Among the records that follow, set down only the lines from the one containing "text or media." to the one containing "update kinds we", both included, exactly.

(Stored data)

****************

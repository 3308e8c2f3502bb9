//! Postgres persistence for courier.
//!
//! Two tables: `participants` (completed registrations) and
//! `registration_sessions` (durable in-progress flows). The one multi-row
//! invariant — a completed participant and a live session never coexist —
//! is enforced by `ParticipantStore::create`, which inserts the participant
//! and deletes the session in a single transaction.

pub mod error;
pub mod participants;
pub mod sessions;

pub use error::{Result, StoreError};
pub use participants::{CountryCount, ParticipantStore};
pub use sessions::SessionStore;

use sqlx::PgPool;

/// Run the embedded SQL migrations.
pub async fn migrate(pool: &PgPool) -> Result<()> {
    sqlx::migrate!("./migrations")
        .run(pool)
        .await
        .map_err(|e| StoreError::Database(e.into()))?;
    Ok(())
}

****************

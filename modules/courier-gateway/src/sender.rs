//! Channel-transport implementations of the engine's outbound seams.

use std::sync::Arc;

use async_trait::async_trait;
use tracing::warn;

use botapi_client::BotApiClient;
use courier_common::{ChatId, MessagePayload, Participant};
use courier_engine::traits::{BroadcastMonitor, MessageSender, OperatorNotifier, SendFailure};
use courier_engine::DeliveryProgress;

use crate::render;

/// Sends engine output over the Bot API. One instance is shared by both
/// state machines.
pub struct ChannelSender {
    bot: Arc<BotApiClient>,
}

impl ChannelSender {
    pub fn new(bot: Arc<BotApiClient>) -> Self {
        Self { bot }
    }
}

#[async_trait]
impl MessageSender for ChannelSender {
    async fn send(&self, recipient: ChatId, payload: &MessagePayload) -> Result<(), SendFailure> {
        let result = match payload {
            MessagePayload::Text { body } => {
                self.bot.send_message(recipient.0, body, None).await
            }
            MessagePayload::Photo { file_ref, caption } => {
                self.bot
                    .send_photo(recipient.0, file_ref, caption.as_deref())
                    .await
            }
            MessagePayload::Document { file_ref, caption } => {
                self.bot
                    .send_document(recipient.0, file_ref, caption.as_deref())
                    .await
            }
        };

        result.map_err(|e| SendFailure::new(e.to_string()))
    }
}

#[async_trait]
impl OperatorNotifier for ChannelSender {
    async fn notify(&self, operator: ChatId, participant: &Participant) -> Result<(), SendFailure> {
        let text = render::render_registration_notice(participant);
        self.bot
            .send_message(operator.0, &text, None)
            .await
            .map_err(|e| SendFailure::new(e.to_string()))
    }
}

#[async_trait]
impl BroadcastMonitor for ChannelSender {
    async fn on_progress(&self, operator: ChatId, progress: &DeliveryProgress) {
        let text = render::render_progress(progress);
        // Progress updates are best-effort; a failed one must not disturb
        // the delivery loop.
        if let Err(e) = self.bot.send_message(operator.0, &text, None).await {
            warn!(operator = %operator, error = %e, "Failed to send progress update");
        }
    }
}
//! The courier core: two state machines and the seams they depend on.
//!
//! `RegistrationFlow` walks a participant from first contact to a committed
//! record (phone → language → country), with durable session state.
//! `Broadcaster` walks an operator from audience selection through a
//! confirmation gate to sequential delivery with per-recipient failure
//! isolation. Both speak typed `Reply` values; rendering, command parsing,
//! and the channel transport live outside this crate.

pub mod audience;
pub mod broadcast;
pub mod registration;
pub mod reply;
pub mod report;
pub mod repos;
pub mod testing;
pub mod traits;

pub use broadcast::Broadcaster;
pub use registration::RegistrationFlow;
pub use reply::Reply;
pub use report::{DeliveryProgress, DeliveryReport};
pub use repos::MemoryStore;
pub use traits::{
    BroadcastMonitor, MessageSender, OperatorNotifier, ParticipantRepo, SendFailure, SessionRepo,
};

****************

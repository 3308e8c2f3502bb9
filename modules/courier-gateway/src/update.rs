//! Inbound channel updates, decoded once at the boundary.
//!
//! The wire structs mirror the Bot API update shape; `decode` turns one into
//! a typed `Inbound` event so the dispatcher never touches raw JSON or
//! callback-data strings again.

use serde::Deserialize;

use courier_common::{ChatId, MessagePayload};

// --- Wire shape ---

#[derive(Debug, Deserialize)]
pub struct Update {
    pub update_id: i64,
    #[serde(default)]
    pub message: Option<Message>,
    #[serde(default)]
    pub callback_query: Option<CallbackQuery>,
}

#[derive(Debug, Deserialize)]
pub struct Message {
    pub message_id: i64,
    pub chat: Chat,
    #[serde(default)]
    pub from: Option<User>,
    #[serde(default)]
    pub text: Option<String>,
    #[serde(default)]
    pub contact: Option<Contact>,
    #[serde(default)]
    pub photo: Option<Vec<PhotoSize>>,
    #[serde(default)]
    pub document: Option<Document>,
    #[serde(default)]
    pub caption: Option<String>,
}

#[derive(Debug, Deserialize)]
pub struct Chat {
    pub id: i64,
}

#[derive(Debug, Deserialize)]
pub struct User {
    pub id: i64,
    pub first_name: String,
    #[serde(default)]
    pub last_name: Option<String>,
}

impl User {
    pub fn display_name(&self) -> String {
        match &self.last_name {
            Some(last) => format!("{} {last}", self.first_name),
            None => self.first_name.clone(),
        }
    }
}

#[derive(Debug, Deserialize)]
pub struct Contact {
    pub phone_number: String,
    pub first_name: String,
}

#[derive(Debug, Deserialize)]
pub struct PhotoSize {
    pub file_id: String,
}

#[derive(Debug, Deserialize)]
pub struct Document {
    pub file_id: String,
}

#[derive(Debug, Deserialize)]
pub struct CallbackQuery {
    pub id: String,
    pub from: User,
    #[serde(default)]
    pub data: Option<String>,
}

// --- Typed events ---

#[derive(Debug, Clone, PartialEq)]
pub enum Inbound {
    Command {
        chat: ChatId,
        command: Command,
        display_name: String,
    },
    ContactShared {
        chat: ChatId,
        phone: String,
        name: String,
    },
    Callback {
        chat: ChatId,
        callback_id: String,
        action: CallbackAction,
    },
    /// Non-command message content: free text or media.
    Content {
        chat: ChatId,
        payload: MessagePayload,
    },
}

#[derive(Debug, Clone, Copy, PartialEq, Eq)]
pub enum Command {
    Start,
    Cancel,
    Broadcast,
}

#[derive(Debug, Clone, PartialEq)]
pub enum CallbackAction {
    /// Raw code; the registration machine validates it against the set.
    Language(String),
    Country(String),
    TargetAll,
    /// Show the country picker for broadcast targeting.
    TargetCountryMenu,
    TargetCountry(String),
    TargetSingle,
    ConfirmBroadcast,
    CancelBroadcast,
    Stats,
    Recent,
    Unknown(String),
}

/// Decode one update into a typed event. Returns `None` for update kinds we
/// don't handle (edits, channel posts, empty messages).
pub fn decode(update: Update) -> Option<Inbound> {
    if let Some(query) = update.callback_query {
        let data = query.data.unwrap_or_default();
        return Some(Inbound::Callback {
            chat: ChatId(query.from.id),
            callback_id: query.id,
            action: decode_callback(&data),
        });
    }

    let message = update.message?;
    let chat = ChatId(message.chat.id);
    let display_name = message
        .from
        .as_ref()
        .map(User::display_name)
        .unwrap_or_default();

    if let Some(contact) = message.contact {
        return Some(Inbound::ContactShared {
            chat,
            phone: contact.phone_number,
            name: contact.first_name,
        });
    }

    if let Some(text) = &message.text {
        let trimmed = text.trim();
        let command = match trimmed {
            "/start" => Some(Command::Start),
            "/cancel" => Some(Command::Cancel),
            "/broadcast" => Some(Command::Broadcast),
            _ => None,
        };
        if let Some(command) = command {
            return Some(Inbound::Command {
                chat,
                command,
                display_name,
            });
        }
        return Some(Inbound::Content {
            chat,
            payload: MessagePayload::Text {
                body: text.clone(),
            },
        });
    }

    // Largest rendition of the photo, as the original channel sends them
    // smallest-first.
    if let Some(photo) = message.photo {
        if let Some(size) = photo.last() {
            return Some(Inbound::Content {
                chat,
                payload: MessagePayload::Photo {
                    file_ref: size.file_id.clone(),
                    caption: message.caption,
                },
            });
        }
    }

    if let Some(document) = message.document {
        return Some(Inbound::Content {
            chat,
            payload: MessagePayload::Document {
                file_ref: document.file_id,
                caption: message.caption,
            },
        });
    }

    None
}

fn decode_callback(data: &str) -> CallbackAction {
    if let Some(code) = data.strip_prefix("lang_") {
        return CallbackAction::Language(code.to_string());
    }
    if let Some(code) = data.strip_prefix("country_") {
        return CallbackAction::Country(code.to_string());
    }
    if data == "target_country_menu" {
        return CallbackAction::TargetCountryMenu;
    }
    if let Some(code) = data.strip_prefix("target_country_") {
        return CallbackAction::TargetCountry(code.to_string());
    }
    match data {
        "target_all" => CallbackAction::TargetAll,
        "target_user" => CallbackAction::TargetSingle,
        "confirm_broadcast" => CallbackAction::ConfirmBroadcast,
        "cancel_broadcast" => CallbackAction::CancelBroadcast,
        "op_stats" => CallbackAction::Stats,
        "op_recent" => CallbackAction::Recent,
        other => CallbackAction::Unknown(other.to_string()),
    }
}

****************

**ANSWER BELOW**
    /// Non-command message content: free text or media.
    Content {
        chat: ChatId,
        payload: MessagePayload,
    },
}

#[derive(Debug, Clone, Copy, PartialEq, Eq)]
pub enum Command {
    Start,
    Cancel,
    Broadcast,
}

#[derive(Debug, Clone, PartialEq)]
pub enum CallbackAction {
    /// Raw code; the registration machine validates it against the set.
    Language(String),
    Country(String),
    TargetAll,
    /// Show the country picker for broadcast targeting.
    TargetCountryMenu,
    TargetCountry(String),
    TargetSingle,
    ConfirmBroadcast,
    CancelBroadcast,
    Stats,
    Recent,
    Unknown(String),
}

/// Decode one update into a typed event. Returns `None` for update kinds we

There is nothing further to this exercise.